Senthilkumar G, Anandamurugan S
Department of Information Technology, Kongu Engineering College, Perundurai, India.
Network. 2025 May;36(2):274-293. doi: 10.1080/0954898X.2024.2391401. Epub 2024 Sep 25.
The rapid growth of cloud computing has led to the widespread adoption of heterogeneous virtualized environments, offering scalable and flexible resources to meet diverse user demands. However, the increasing complexity and variability in workload characteristics pose significant challenges in optimizing energy consumption. Many scheduling algorithms have been suggested to address this. Therefore, a self-attention-based progressive generative adversarial network optimized with Dwarf Mongoose algorithm adopted Energy and Deadline Aware Scheduling in heterogeneous virtualized cloud computing (SAPGAN-DMA-DAS-HVCC) is proposed in this paper. Here, a self-attention based progressive generative adversarial network (SAPGAN) is proposed to schedule activities in a cloud environment with an objective function of makespan and energy consumption. Then Dwarf Mongoose algorithm is proposed to optimize the weight parameters of SAPGAN. Outcome of proposed approach SAPGAN-DMA-DAS-HVCC contains 32.77%, 34.83% and 35.76% higher right skewed makespan, 31.52%, 33.28% and 29.14% lower cost when analysed to the existing models, like task scheduling in heterogeneous cloud environment utilizing mean grey wolf optimization approach, energy and performance-efficient task scheduling in heterogeneous virtualized Energy and Performance Efficient Task Scheduling Algorithm, energy and make span aware scheduling of deadline sensitive tasks on the cloud environment, respectively.
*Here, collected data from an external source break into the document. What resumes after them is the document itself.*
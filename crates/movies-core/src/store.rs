//! The `MovieStore` trait and the typed outcome of a single insert.
//!
//! The trait is the session object the loader and the report runner are
//! handed; storage backends (e.g. `movies-store-sqlite`) implement it. There
//! is no process-wide connection.

use std::future::Future;

use crate::{
  record::{Movie, Reference},
  report::{TitleCompany, TitleGenre, TitlePopularity, TitleRevenue},
};

// ─── Insert outcome ──────────────────────────────────────────────────────────

/// The expected results of an insert. Anything else is an error.
#[derive(Debug, Clone, Copy, PartialEq, Eq, Hash)]
pub enum InsertOutcome {
  Inserted,
  /// Primary-key or unique violation: the row is already present.
  Duplicate,
  /// Foreign-key violation: a referenced movie or entity is absent.
  MissingReference,
  /// Any other constraint violation (NOT NULL, CHECK).
  Rejected,
}

impl InsertOutcome {
  pub fn is_inserted(self) -> bool { matches!(self, Self::Inserted) }
}

/// Which tables a schema pass created and which were already present.
#[derive(Debug, Clone, Default, PartialEq, Eq)]
pub struct SchemaReport {
  pub created:  Vec<&'static str>,
  pub existing: Vec<&'static str>,
}

impl SchemaReport {
  pub fn table_count(&self) -> usize { self.created.len() + self.existing.len() }
}

// ─── Trait ───────────────────────────────────────────────────────────────────

/// Abstraction over the relational database the dataset is loaded into.
///
/// Insert methods return `Ok` with an [`InsertOutcome`] for every constraint
/// violation; `Err` is reserved for failures the load cannot continue past.
pub trait MovieStore: Send + Sync {
  type Error: std::error::Error + Send + Sync + 'static;

  // ── Schema ────────────────────────────────────────────────────────────

  /// Create every table that is absent. Safe to call repeatedly.
  ///
  /// Per-table creation failures are logged and tolerated; an error is
  /// returned only if some table is still missing afterwards.
  fn ensure_schema(
    &self,
  ) -> impl Future<Output = Result<SchemaReport, Self::Error>> + Send + '_;

  // ── Load transaction ──────────────────────────────────────────────────

  fn begin(&self) -> impl Future<Output = Result<(), Self::Error>> + Send + '_;

  fn commit(&self) -> impl Future<Output = Result<(), Self::Error>> + Send + '_;

  fn rollback(&self) -> impl Future<Output = Result<(), Self::Error>> + Send + '_;

  // ── Inserts ───────────────────────────────────────────────────────────

  fn insert_movie<'a>(
    &'a self,
    movie: &'a Movie,
  ) -> impl Future<Output = Result<InsertOutcome, Self::Error>> + Send + 'a;

  /// Insert the reference entity itself (genre, keyword, ...).
  fn insert_reference<'a>(
    &'a self,
    reference: &'a Reference,
  ) -> impl Future<Output = Result<InsertOutcome, Self::Error>> + Send + 'a;

  /// Insert the junction row linking `movie_id` to `reference`.
  fn link_reference<'a>(
    &'a self,
    movie_id: i64,
    reference: &'a Reference,
  ) -> impl Future<Output = Result<InsertOutcome, Self::Error>> + Send + 'a;

  // ── Reads ─────────────────────────────────────────────────────────────

  fn get_movie(
    &self,
    id: i64,
  ) -> impl Future<Output = Result<Option<Movie>, Self::Error>> + Send + '_;

  /// Mean budget over all movies; `None` when there are none.
  fn mean_budget(&self) -> impl Future<Output = Result<Option<f64>, Self::Error>> + Send + '_;

  /// (title, company) pairs for movies produced in the country `iso`.
  fn productions_in_country<'a>(
    &'a self,
    iso: &'a str,
    limit: usize,
  ) -> impl Future<Output = Result<Vec<TitleCompany>, Self::Error>> + Send + 'a;

  /// Movies by revenue, highest first.
  fn top_revenue(
    &self,
    limit: usize,
  ) -> impl Future<Output = Result<Vec<TitleRevenue>, Self::Error>> + Send + '_;

  /// (title, genre name) rows for movies tagged with both genres.
  fn movies_with_genres(
    &self,
    first: i64,
    second: i64,
    limit: usize,
  ) -> impl Future<Output = Result<Vec<TitleGenre>, Self::Error>> + Send + '_;

  /// Movies more popular than the mean popularity.
  fn above_mean_popularity(
    &self,
    limit: usize,
  ) -> impl Future<Output = Result<Vec<TitlePopularity>, Self::Error>> + Send + '_;
}
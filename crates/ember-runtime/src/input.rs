//! Pointer input tracking
//!
//! The simulation only needs the latest known pointer location, not event
//! granularity. The platform's input callback writes it; the update thread
//! reads it once per step.

use ember_core::Vec2;
use std::sync::{Mutex, PoisonError};

/// Latest-known pointer location, shared between the platform input callback
/// and the scheduler's update thread.
pub struct PointerState {
    position: Mutex<Vec2>,
}

impl PointerState {
    pub fn new(initial: Vec2) -> Self {
        Self {
            position: Mutex::new(initial),
        }
    }

    /// Record a new pointer location (called from the platform thread)
    pub fn set(&self, location: Vec2) {
        *self
            .position
            .lock()
            .unwrap_or_else(PoisonError::into_inner) = location;
    }

    /// Latest recorded location
    pub fn latest(&self) -> Vec2 {
        *self
            .position
            .lock()
            .unwrap_or_else(PoisonError::into_inner)
    }
}

impl Default for PointerState {
    fn default() -> Self {
        Self::new(Vec2::ZERO)
    }
}

#[cfg(test)]
mod tests {
    use super::*;

    #[test]
    fn set_and_latest() {
        let pointer = PointerState::new(Vec2::new(300.0, 300.0));
        assert_eq!(pointer.latest(), Vec2::new(300.0, 300.0));

        pointer.set(Vec2::new(12.0, 34.0));
        assert_eq!(pointer.latest(), Vec2::new(12.0, 34.0));
    }

    #[test]
    fn shared_across_threads() {
        use std::sync::Arc;

        let pointer = Arc::new(PointerState::default());
        let writer = pointer.clone();
        std::thread::spawn(move || writer.set(Vec2::new(5.0, 6.0)))
            .join()
            .unwrap();
        assert_eq!(pointer.latest(), Vec2::new(5.0, 6.0));
    }
}
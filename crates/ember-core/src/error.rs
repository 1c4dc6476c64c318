//! Error types for Ember

use thiserror::Error;

/// The main error type for Ember operations
#[derive(Debug, Error)]
pub enum EmberError {
    #[error("Asset not found: {0}")]
    AssetNotFound(String),

    #[error("Asset decode error: {0}")]
    AssetDecode(String),

    #[error("IO error: {0}")]
    IoError(#[from] std::io::Error),

    #[error("Runtime error: {0}")]
    RuntimeError(String),
}

/// Result type alias for Ember operations
pub type Result<T> = std::result::Result<T, EmberError>;
//! Simulation contract driven by the frame scheduler

use crate::surface::RenderTarget;
use ember_core::Vec2;

/// A world the scheduler can drive.
///
/// The scheduler knows nothing about the simulation beyond this pair:
/// `update` runs on the dedicated update thread, `draw` runs inside the
/// platform's render callback. The draw rendezvous guarantees the two
/// never overlap.
pub trait Simulation: Send {
    /// Advance the world by `dt` seconds using the latest pointer location
    fn update(&mut self, dt: f32, pointer: Vec2);

    /// Render the world. `dt` is the elapsed time of the step being drawn.
    fn draw(&mut self, target: &mut dyn RenderTarget, dt: f32);
}
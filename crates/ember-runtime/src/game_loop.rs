//! Single-threaded fixed-period loop
//!
//! The simpler scheduler variant: update and draw run sequentially on the
//! same worker thread, paced by [`FrameTimer`]. Used for handlers that do
//! not hand frames off to a platform render callback.

use crate::clock::FrameTimer;
use std::sync::atomic::{AtomicBool, Ordering};
use std::sync::{Arc, Mutex, PoisonError};
use std::thread::JoinHandle;

/// A handler stepped by [`GameLoop`]: update then draw, once per period.
pub trait StepHandler: Send {
    fn update(&mut self, dt: f32);
    fn draw(&mut self);
}

/// Runs a [`StepHandler`] at a fixed target rate on a dedicated thread.
///
/// `pause` stops the worker cooperatively and blocks until it has fully
/// exited; `resume` starts a fresh worker. Both are idempotent.
pub struct GameLoop<H: StepHandler + 'static> {
    handler: Arc<Mutex<H>>,
    running: Arc<AtomicBool>,
    target_fps: u32,
    worker: Option<JoinHandle<()>>,
}

impl<H: StepHandler + 'static> GameLoop<H> {
    pub fn new(target_fps: u32, handler: H) -> Self {
        Self {
            handler: Arc::new(Mutex::new(handler)),
            running: Arc::new(AtomicBool::new(false)),
            target_fps,
            worker: None,
        }
    }

    /// Shared access to the handler (the worker locks it once per step)
    pub fn handler(&self) -> Arc<Mutex<H>> {
        self.handler.clone()
    }

    pub fn is_running(&self) -> bool {
        self.worker.is_some()
    }

    /// Start the update/draw thread. No-op if already running.
    pub fn resume(&mut self) {
        if self.worker.is_some() {
            return;
        }
        self.running.store(true, Ordering::SeqCst);

        let handler = self.handler.clone();
        let running = self.running.clone();
        let target_fps = self.target_fps;

        let worker = std::thread::Builder::new()
            .name("ember-game-loop".into())
            .spawn(move || {
                let mut timer = FrameTimer::new(target_fps);
                while running.load(Ordering::SeqCst) {
                    let dt = timer.begin_step();
                    {
                        let mut handler =
                            handler.lock().unwrap_or_else(PoisonError::into_inner);
                        handler.update(dt);
                        handler.draw();
                    }
                    timer.sleep_remainder();
                }
            });

        match worker {
            Ok(handle) => self.worker = Some(handle),
            Err(err) => {
                self.running.store(false, Ordering::SeqCst);
                log::error!("failed to spawn game loop thread: {err}");
            }
        }
    }

    /// Stop the loop, returning only once the worker thread has exited.
    /// No further `update` calls occur until `resume` is called again.
    pub fn pause(&mut self) {
        self.running.store(false, Ordering::SeqCst);
        if let Some(worker) = self.worker.take() {
            if worker.join().is_err() {
                log::error!("game loop worker panicked");
            }
        }
    }
}

impl<H: StepHandler + 'static> Drop for GameLoop<H> {
    fn drop(&mut self) {
        self.pause();
    }
}
//! Ember Particles - Pooled 2D particle simulation
//!
//! Provides per-emitter particle simulation with:
//! - Slot-pool recycling (allocation-free steady state)
//! - Burst and continuous emission from declarative profiles
//! - Parabolic lifetime fade to avoid pop-in/pop-out
//! - A world implementing the scheduler's `Simulation` contract

pub mod curves;
pub mod emitter;
pub mod particle;
pub mod rand;
pub mod settings;
pub mod world;

#[cfg(test)]
mod testutil;

pub use emitter::ParticleEmitter;
pub use particle::{Particle, ParticlePool};
pub use rand::EmitterRng;
pub use settings::{AccelerationMode, EmissionMode, EmitterSettings, Preset};
pub use world::ParticleWorld;
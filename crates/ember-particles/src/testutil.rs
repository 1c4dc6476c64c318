//! Shared test doubles for the emitter and world tests

use ember_core::{Color, EmberError, Result};
use ember_runtime::{BlendMode, QuadTransform, RenderTarget, Texture, TextureProvider};

/// Provider returning a 16x16 white texture for any name
pub struct StubProvider;

impl TextureProvider for StubProvider {
    fn load_texture(&self, name: &str) -> Result<Texture> {
        Ok(Texture::new(name, 16, 16, vec![255; 16 * 16 * 4]))
    }
}

/// Provider that fails every load
pub struct FailingProvider;

impl TextureProvider for FailingProvider {
    fn load_texture(&self, name: &str) -> Result<Texture> {
        Err(EmberError::AssetNotFound(name.to_string()))
    }
}

/// One recorded draw_texture call
pub struct RecordedQuad {
    pub texture: String,
    pub transform: QuadTransform,
    pub alpha: f32,
    pub blend: BlendMode,
}

/// Render target that records every call for inspection
#[derive(Default)]
pub struct RecordingTarget {
    pub clears: Vec<Color>,
    pub quads: Vec<RecordedQuad>,
}

impl RenderTarget for RecordingTarget {
    fn clear(&mut self, color: Color) {
        self.clears.push(color);
    }

    fn draw_texture(
        &mut self,
        texture: &Texture,
        transform: &QuadTransform,
        alpha: f32,
        blend: BlendMode,
    ) {
        self.quads.push(RecordedQuad {
            texture: texture.name.clone(),
            transform: *transform,
            alpha,
            blend,
        });
    }
}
云计算的快速发展导致异构虚拟化环境的广泛采用,它提供可扩展且灵活的资源以满足多样化的用户需求。然而,工作负载特征日益增加的复杂性和多变性给优化能源消耗带来了重大挑战。为此人们提出了许多调度算法。因此,本文提出了一种基于自注意力的渐进生成对抗网络,该网络采用矮猫鼬算法进行优化,并在异构虚拟化云计算中采用了能源与截止日期感知调度(SAPGAN-DMA-DAS-HVCC)。这里,提出了一种基于自注意力的渐进生成对抗网络(SAPGAN),以在云环境中调度活动,其目标函数是完工时间和能源消耗。然后提出了矮猫鼬算法来优化SAPGAN的权重参数。与现有模型相比,所提出的方法SAPGAN-DMA-DAS-HVCC的结果分别为右偏完工时间高出32.77%、34.83%和35.76%,成本分别降低31.52%、33.28%和29.14%,这些现有模型如利用平均灰狼优化方法的异构云环境中的任务调度、异构虚拟化环境中的能源与性能高效任务调度算法、云环境中对截止日期敏感任务的能源与完工时间感知调度。